The Merriam-Webster dictionary people describe “sentimental” this way:
1. a: marked or governed by feeling, sensibility, or emotional idealism b: resulting from feeling rather than reason or thought — i.e. a sentimental attachment.
Sentimental attachment is the leading cause of clutteritis — the word I use to describe the habit of gathering things and then hanging on to them for life.
While men are not immune from clutteritis (we all know men who can’t stop collecting tools, for example), experience has shown that women have clutteritis down to an art. The majority of women are afflicted with clutteritis when the first child arrives. That’s when the sentimentality gene really kicks in.

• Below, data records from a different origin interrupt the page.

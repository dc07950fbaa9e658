use chrono::{DateTime, Utc};
use serde::Serialize;
use serde_json::{Map, Value};

/// # Record
///
/// One timestamped observation for one instrument. A record's identity is
/// its `raw_key`; the buffer never retains two records with the same key.
///
/// `sequence` is the integer found in the key's trailing token (0 when the
/// token is not an integer). Records order by `(timestamp, sequence)` so
/// observations sharing a timestamp keep the order their keys imply.
#[derive(Debug, Clone, PartialEq, Serialize)]
#[serde(rename_all = "camelCase")]
pub struct Record {
    instrument: String,
    timestamp: DateTime<Utc>,
    sequence: i64,
    fields: Map<String, Value>,
    raw_key: String,
}

impl Record {
    /// Builds a record from its parts; `fields` is the payload minus `timestamp`.
    pub fn new(
        instrument: impl Into<String>,
        timestamp: DateTime<Utc>,
        sequence: i64,
        fields: Map<String, Value>,
        raw_key: impl Into<String>,
    ) -> Self {
        Self {
            instrument: instrument.into(),
            timestamp,
            sequence,
            fields,
            raw_key: raw_key.into(),
        }
    }

    /// Instrument id taken from the key.
    pub fn instrument(&self) -> &str {
        &self.instrument
    }

    /// Normalised UTC timestamp from the payload.
    pub fn timestamp(&self) -> DateTime<Utc> {
        self.timestamp
    }

    /// Tie-breaker parsed from the key's trailing token.
    pub fn sequence(&self) -> i64 {
        self.sequence
    }

    /// The store key this record was read from.
    pub fn raw_key(&self) -> &str {
        &self.raw_key
    }

    /// Every payload field except `timestamp`, verbatim.
    pub fn fields(&self) -> &Map<String, Value> {
        &self.fields
    }

    /// One payload field by name.
    pub fn field(&self, name: &str) -> Option<&Value> {
        self.fields.get(name)
    }

    /// Sort key used by the rolling buffer.
    pub fn order_key(&self) -> (DateTime<Utc>, i64) {
        (self.timestamp, self.sequence)
    }

    /// Names of the fields whose value is a JSON integer or float.
    ///
    /// Numeric strings such as `"1.5"` are not numeric.
    pub fn numeric_fields(&self) -> impl Iterator<Item = &str> + '_ {
        self.fields
            .iter()
            .filter(|(_, value)| value.is_number())
            .map(|(name, _)| name.as_str())
    }
}

#[cfg(test)]
mod tests {
    use super::*;
    use serde_json::json;

    fn fields(value: Value) -> Map<String, Value> {
        match value {
            Value::Object(map) => map,
            _ => Map::new(),
        }
    }

    #[test]
    fn numeric_fields_skip_strings_and_bools() {
        let record = Record::new(
            "EUR_USD",
            DateTime::from_timestamp_millis(1_000).unwrap(),
            1_000,
            fields(json!({
                "price": 1.1,
                "volume": 42,
                "signal": "BULLISH_CROSS",
                "quoted": "1.5",
                "flag": true,
                "missing": null
            })),
            "price_data:EUR_USD:1000",
        );

        let mut numeric: Vec<&str> = record.numeric_fields().collect();
        numeric.sort_unstable();
        assert_eq!(numeric, vec!["price", "volume"]);
        assert_eq!(record.field("signal"), Some(&json!("BULLISH_CROSS")));
    }

    #[test]
    fn order_key_breaks_timestamp_ties_with_sequence() {
        let ts = DateTime::from_timestamp_millis(5_000).unwrap();
        let a = Record::new("X", ts, 1, Map::new(), "p:X:1");
        let b = Record::new("X", ts, 2, Map::new(), "p:X:2");
        assert!(a.order_key() < b.order_key());
    }

    #[test]
    fn serializes_camel_case() {
        let record = Record::new(
            "USD_JPY",
            DateTime::from_timestamp_millis(1_500).unwrap(),
            1_500,
            fields(json!({"price": 150.0})),
            "price_data:USD_JPY:1500",
        );
        let value = serde_json::to_value(&record).unwrap();
        assert_eq!(value["rawKey"], json!("price_data:USD_JPY:1500"));
        assert_eq!(value["fields"]["price"], json!(150.0));
        assert_eq!(value["instrument"], json!("USD_JPY"));
    }
}
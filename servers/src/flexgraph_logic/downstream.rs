use crate::flexgraph_logic::state::AppState;
use axum::{
    Json, Router,
    body::Bytes,
    extract::{Path, State},
    http::StatusCode,
    response::{IntoResponse, Response},
    routing::{get, post},
};
use lib_flexgraph::{EngineError, InstrumentSnapshot};
use serde::Deserialize;
use serde_json::json;
use std::collections::BTreeSet;
use std::net::SocketAddr;
use tokio_util::sync::CancellationToken;
use tracing::{error, info, warn};

/// # API Error
///
/// Errors surfaced to HTTP clients as `{error_type, message}` JSON bodies.
#[derive(Debug)]
pub enum ApiError {
    /// The requested instrument has never been observed.
    NotFound(String),
    /// The request body could not be decoded.
    BadRequest(String),
    /// The poller could not be reached.
    Unavailable(String),
    /// Anything else the engine reported.
    Engine(EngineError),
}

impl From<EngineError> for ApiError {
    fn from(err: EngineError) -> Self {
        match err {
            EngineError::NotFound(id) => ApiError::NotFound(id),
            other => ApiError::Engine(other),
        }
    }
}

impl IntoResponse for ApiError {
    fn into_response(self) -> Response {
        let (status, error_json) = match self {
            ApiError::NotFound(id) => (
                StatusCode::NOT_FOUND,
                json!({
                    "error_type": "InstrumentNotFound",
                    "message": format!("Unknown instrument '{}'", id),
                }),
            ),
            ApiError::BadRequest(msg) => (
                StatusCode::BAD_REQUEST,
                json!({
                    "error_type": "InvalidRequestBody",
                    "message": msg,
                }),
            ),
            ApiError::Unavailable(msg) => {
                warn!("Ingest command rejected: {}", msg);
                (
                    StatusCode::SERVICE_UNAVAILABLE,
                    json!({
                        "error_type": "PollerUnavailable",
                        "message": msg,
                    }),
                )
            }
            ApiError::Engine(e) => {
                error!("Engine error: {}", e);
                (
                    StatusCode::INTERNAL_SERVER_ERROR,
                    json!({
                        "error_type": "EngineError",
                        "message": e.to_string(),
                    }),
                )
            }
        };
        (status, Json(error_json)).into_response()
    }
}

#[derive(Debug, Deserialize)]
pub struct PauseRequest {
    pub paused: bool,
}

#[derive(Debug, Deserialize)]
pub struct WindowRequest {
    pub seconds: Option<u64>,
}

#[derive(Debug, Deserialize)]
pub struct FieldsRequest {
    pub fields: BTreeSet<String>,
}

#[derive(Debug, Default, Deserialize)]
pub struct ClearRequest {
    #[serde(default)]
    pub rescan: bool,
}

pub fn router(app_state: AppState) -> Router {
    Router::new()
        .route("/health", get(health_handler))
        .route("/instruments", get(list_handler))
        .route("/instruments/{id}", get(snapshot_handler))
        .route("/instruments/{id}/pause", post(pause_handler))
        .route("/instruments/{id}/window", post(window_handler))
        .route("/instruments/{id}/fields", post(fields_handler))
        .route("/instruments/{id}/clear", post(clear_handler))
        .route("/display", get(display_handler))
        .route("/metrics", get(metrics_handler))
        .with_state(app_state)
}

pub async fn run(port: u16, app_state: AppState, shutdown: CancellationToken) -> anyhow::Result<()> {
    let app = router(app_state);
    let addr = SocketAddr::from(([0, 0, 0, 0], port));
    let listener = tokio::net::TcpListener::bind(&addr).await?;
    info!("Downstream server listening on {}", addr);

    axum::serve(listener, app)
        .with_graceful_shutdown(async move {
            shutdown.cancelled().await;
            info!("Downstream server shutting down.");
        })
        .await?;
    Ok(())
}

async fn health_handler() -> impl IntoResponse {
    (StatusCode::OK, "OK")
}

async fn list_handler(State(state): State<AppState>) -> impl IntoResponse {
    Json(state.snapshots.overview())
}

async fn snapshot_handler(
    State(state): State<AppState>,
    Path(id): Path<String>,
) -> Result<Json<InstrumentSnapshot>, ApiError> {
    Ok(Json(state.snapshots.build(&id)?))
}

async fn pause_handler(
    State(state): State<AppState>,
    Path(id): Path<String>,
    body: Bytes,
) -> Result<Json<InstrumentSnapshot>, ApiError> {
    let request: PauseRequest = decode(&body)?;
    state.registry.set_paused(&id, request.paused)?;
    Ok(Json(state.snapshots.build(&id)?))
}

async fn window_handler(
    State(state): State<AppState>,
    Path(id): Path<String>,
    body: Bytes,
) -> Result<Json<InstrumentSnapshot>, ApiError> {
    let request: WindowRequest = decode(&body)?;
    state.registry.set_window(&id, request.seconds)?;
    Ok(Json(state.snapshots.build(&id)?))
}

async fn fields_handler(
    State(state): State<AppState>,
    Path(id): Path<String>,
    body: Bytes,
) -> Result<Json<InstrumentSnapshot>, ApiError> {
    let request: FieldsRequest = decode(&body)?;
    state.registry.set_selected_fields(&id, request.fields)?;
    Ok(Json(state.snapshots.build(&id)?))
}

async fn clear_handler(
    State(state): State<AppState>,
    Path(id): Path<String>,
    body: Bytes,
) -> Result<impl IntoResponse, ApiError> {
    // the body is optional: an empty POST is a plain clear
    let request: ClearRequest = if body.is_empty() { ClearRequest::default() } else { decode(&body)? };
    let removed = state.registry.clear(&id)?;
    if request.rescan {
        state.request_rescan(&id).map_err(ApiError::Unavailable)?;
    }
    Ok(Json(json!({
        "instrument": id,
        "removed": removed,
        "rescan": request.rescan,
    })))
}

async fn display_handler(State(state): State<AppState>) -> impl IntoResponse {
    Json(state.display.as_ref().clone())
}

async fn metrics_handler(State(state): State<AppState>) -> impl IntoResponse {
    Json(json!({
        "instruments": state.registry.len(),
        "ingest": state.metrics.snapshot(),
    }))
}

fn decode<T: serde::de::DeserializeOwned>(body: &Bytes) -> Result<T, ApiError> {
    serde_json::from_slice(body).map_err(|e| ApiError::BadRequest(e.to_string()))
}
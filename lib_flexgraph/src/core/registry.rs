//! # Instrument Registry
//!
//! Arena of per-instrument state keyed by instrument id.
//!
//! ## Key Design Principles
//! 1. **Lock per instrument**: the id map is only write-locked to create an
//!    entry. Every instrument carries its own reader-writer lock, so an
//!    insert for one instrument never blocks a snapshot of another.
//! 2. **Never destroyed**: entries live for the process lifetime. `clear`
//!    empties the buffer but keeps the controls.
//! 3. **Pause freezes the view, not the feed**: records keep landing in the
//!    buffer while paused; a frozen copy taken at the pause transition is
//!    what readers see until resume.

use std::collections::{BTreeSet, HashMap};
use std::sync::{Arc, PoisonError, RwLock, RwLockReadGuard, RwLockWriteGuard};

use chrono::{DateTime, Utc};
use tracing::{debug, info};

use crate::core::clock::{Clock, SystemClock};
use crate::core::rolling_buffer::{InsertOutcome, RollingBuffer, DEFAULT_CAPACITY};
use crate::error::EngineError;
use crate::model::Record;

/// The buffer contents captured when an instrument was paused.
#[derive(Debug, Clone)]
pub(crate) struct FrozenView {
    pub(crate) records: Vec<Arc<Record>>,
    pub(crate) frozen_at: DateTime<Utc>,
}

/// Control and data state of one instrument, guarded by [`Instrument`]'s lock.
#[derive(Debug)]
pub(crate) struct InstrumentState {
    pub(crate) buffer: RollingBuffer,
    pub(crate) discovered: BTreeSet<String>,
    pub(crate) selected: Option<BTreeSet<String>>,
    pub(crate) paused: Option<FrozenView>,
    pub(crate) window_seconds: Option<u64>,
}

impl InstrumentState {
    fn new(capacity: usize) -> Self {
        Self {
            buffer: RollingBuffer::new(capacity),
            discovered: BTreeSet::new(),
            selected: None,
            paused: None,
            window_seconds: None,
        }
    }

    /// The user's selection restricted to discovered fields, or every
    /// discovered field when nothing was selected.
    pub(crate) fn effective_selection(&self) -> BTreeSet<String> {
        match &self.selected {
            Some(selected) => selected.intersection(&self.discovered).cloned().collect(),
            None => self.discovered.clone(),
        }
    }
}

/// One instrument's entry in the registry.
#[derive(Debug)]
pub struct Instrument {
    id: String,
    state: RwLock<InstrumentState>,
}

impl Instrument {
    fn new(id: String, capacity: usize) -> Self {
        Self {
            id,
            state: RwLock::new(InstrumentState::new(capacity)),
        }
    }

    /// The instrument identifier.
    pub fn id(&self) -> &str {
        &self.id
    }

    /// Number of records in the live buffer.
    pub fn len(&self) -> usize {
        self.read().buffer.len()
    }

    /// Whether the live buffer is empty.
    pub fn is_empty(&self) -> bool {
        self.len() == 0
    }

    /// Whether the instrument's view is frozen.
    pub fn is_paused(&self) -> bool {
        self.read().paused.is_some()
    }

    /// Current time-window setting.
    pub fn window_seconds(&self) -> Option<u64> {
        self.read().window_seconds
    }

    /// Every numeric field name seen so far.
    pub fn discovered_fields(&self) -> BTreeSet<String> {
        self.read().discovered.clone()
    }

    pub(crate) fn read(&self) -> RwLockReadGuard<'_, InstrumentState> {
        self.state.read().unwrap_or_else(PoisonError::into_inner)
    }

    fn write(&self) -> RwLockWriteGuard<'_, InstrumentState> {
        self.state.write().unwrap_or_else(PoisonError::into_inner)
    }
}

/// # Instrument Registry
///
/// Owns every [`Instrument`]. The registry is the only place new
/// instruments become visible to readers, and all mutation of an
/// instrument goes through it.
#[derive(Debug)]
pub struct InstrumentRegistry {
    instruments: RwLock<HashMap<String, Arc<Instrument>>>,
    capacity: usize,
    clock: Arc<dyn Clock>,
}

impl InstrumentRegistry {
    /// A registry whose buffers hold `capacity` records, timed by the system clock.
    pub fn new(capacity: usize) -> Self {
        Self::with_clock(capacity, Arc::new(SystemClock))
    }

    /// A registry timed by `clock` (used for pause instants).
    pub fn with_clock(capacity: usize, clock: Arc<dyn Clock>) -> Self {
        Self {
            instruments: RwLock::new(HashMap::new()),
            capacity: capacity.max(1),
            clock,
        }
    }

    /// Capacity given to every new buffer.
    pub fn capacity(&self) -> usize {
        self.capacity
    }

    /// The clock this registry stamps pauses with.
    pub fn clock(&self) -> Arc<dyn Clock> {
        Arc::clone(&self.clock)
    }

    /// Returns the instrument, creating it on first sighting.
    pub fn upsert(&self, id: &str) -> Arc<Instrument> {
        if let Some(existing) = self.map().get(id) {
            return Arc::clone(existing);
        }

        let mut map = self.instruments.write().unwrap_or_else(PoisonError::into_inner);
        let entry = map.entry(id.to_string()).or_insert_with(|| {
            info!(instrument = id, capacity = self.capacity, "Discovered new instrument");
            Arc::new(Instrument::new(id.to_string(), self.capacity))
        });
        Arc::clone(entry)
    }

    /// Looks an instrument up without creating it.
    pub fn get(&self, id: &str) -> Result<Arc<Instrument>, EngineError> {
        self.map()
            .get(id)
            .cloned()
            .ok_or_else(|| EngineError::NotFound(id.to_string()))
    }

    /// Every known instrument id, ascending.
    pub fn instruments(&self) -> Vec<String> {
        let mut ids: Vec<String> = self.map().keys().cloned().collect();
        ids.sort_unstable();
        ids
    }

    /// Number of known instruments.
    pub fn len(&self) -> usize {
        self.map().len()
    }

    /// Whether no instrument has been seen yet.
    pub fn is_empty(&self) -> bool {
        self.map().is_empty()
    }

    /// Routes a parsed record into its instrument's buffer and grows the
    /// discovered field set when the record is accepted.
    pub fn ingest(&self, record: Record) -> Result<InsertOutcome, EngineError> {
        let instrument = self.upsert(record.instrument());
        let numeric: Vec<String> = record.numeric_fields().map(str::to_string).collect();

        let mut state = instrument.write();
        let outcome = state.buffer.insert(Arc::new(record))?;
        if let InsertOutcome::Inserted { .. } = outcome {
            for name in numeric {
                if !state.discovered.contains(&name) {
                    debug!(instrument = instrument.id(), field = %name, "Discovered numeric field");
                    state.discovered.insert(name);
                }
            }
        }
        Ok(outcome)
    }

    /// Freezes or releases the instrument's view.
    ///
    /// Pausing an already paused instrument keeps the original frozen copy.
    pub fn set_paused(&self, id: &str, paused: bool) -> Result<(), EngineError> {
        let instrument = self.get(id)?;
        let mut state = instrument.write();
        match (paused, state.paused.is_some()) {
            (true, false) => {
                let frozen_at = self.clock.now();
                let records = state.buffer.iter().cloned().collect();
                state.paused = Some(FrozenView { records, frozen_at });
                info!(instrument = id, "Paused");
            }
            (false, true) => {
                state.paused = None;
                info!(instrument = id, "Resumed");
            }
            _ => {}
        }
        Ok(())
    }

    /// Sets the trailing time window; `None` or zero shows everything.
    pub fn set_window(&self, id: &str, seconds: Option<u64>) -> Result<(), EngineError> {
        let instrument = self.get(id)?;
        instrument.write().window_seconds = seconds.filter(|s| *s > 0);
        Ok(())
    }

    /// Replaces the user's field selection.
    pub fn set_selected_fields(&self, id: &str, fields: BTreeSet<String>) -> Result<(), EngineError> {
        let instrument = self.get(id)?;
        instrument.write().selected = Some(fields);
        Ok(())
    }

    /// Empties the buffer and resets the discovered fields.
    ///
    /// Pause, window and selection are kept. A paused instrument stays
    /// paused with an empty frozen view. Returns the number of records removed.
    pub fn clear(&self, id: &str) -> Result<usize, EngineError> {
        let instrument = self.get(id)?;
        let mut state = instrument.write();
        let removed = state.buffer.clear();
        state.discovered.clear();
        if let Some(frozen) = state.paused.as_mut() {
            frozen.records.clear();
        }
        info!(instrument = id, removed, "Cleared instrument buffer");
        Ok(removed)
    }

    fn map(&self) -> RwLockReadGuard<'_, HashMap<String, Arc<Instrument>>> {
        self.instruments.read().unwrap_or_else(PoisonError::into_inner)
    }
}

impl Default for InstrumentRegistry {
    fn default() -> Self {
        Self::new(DEFAULT_CAPACITY)
    }
}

The result? You might find it in your own home: report cards for every child for every year they went to school; the children’s first drawings; crafts the kids made in school or at summer camp. Most mothers have boxes and boxes of this stuff stored somewhere in the house. The most sentimental have some of this stuff on display for all to see, even though little Billy might not be so little anymore.
For example, my mother-in-law places a wooden log with a hole scooped out for a candle and plastic holly glued to the bottom in a place of honour on the living room coffee table each Christmas. The centrepiece was crafted by my husband, Gary, now in his late 50s, when he was in grade school!
I am certain my mother-in-law has seen many other centrepieces over the years that she would prefer to grace her table. But sentimentality prevents her from throwing away the pitiful log and its original (now bent and dusty) red candle. No doubt my mother-in-law finds me an odd duck because I don’t think the log is adorable — but hey, I never had children, so it’s not my fault I’m not sentimental!
My policy on gifts is to enjoy them for as long as they bring pleasure — which for me usually means they are useful, or are beautiful to look at and/or are in style — then discard them. That means throwing out, or giving away, a crocheted orange and brown shag rug from the 1970s, not keeping it in a box in the basement (or, heaven forbid, on the floor at the front door) just because someone I like made it for me more than 30 years ago. I might pull out a fond memory of that old shag rug from my fuzzy brain now and then, but it doesn’t mean I have to look at the rug itself for life.
How do you decide which gifts stay for life and which don’t?